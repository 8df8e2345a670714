//! Concrete format builders.

pub mod any;
pub mod array;
pub mod ptr;
pub mod sorted;
pub mod string;
pub mod structure;
pub mod tree;
pub mod value;

pub use any::{
    AnyArrayBuilder, AnyPtrBuilder, AnyTreeBuilder, AnyTreeNode, AnyValueBuilder,
    DEFAULT_ERASED_ALIGNMENT,
};
pub use array::{ArrayBuilder, ItemArrayBuilder};
pub use ptr::{PtrBuilder, RefPtrBuilder};
pub use sorted::SortedArrayBuilder;
pub use string::{NullTerminatedStringBuilder, StringBuilder};
pub use structure::StructBuilder;
pub use tree::{TreeBuilder, TreeNode};
pub use value::ValueBuilder;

• **Task to complete**
Copy exactly, word for word, the line with "pub use sorted::SortedArrayBuilder;" through the final line of the listing.

• **Task answer**
pub use sorted::SortedArrayBuilder;
pub use string::{NullTerminatedStringBuilder, StringBuilder};
pub use structure::StructBuilder;
pub use tree::{TreeBuilder, TreeNode};
pub use value::ValueBuilder;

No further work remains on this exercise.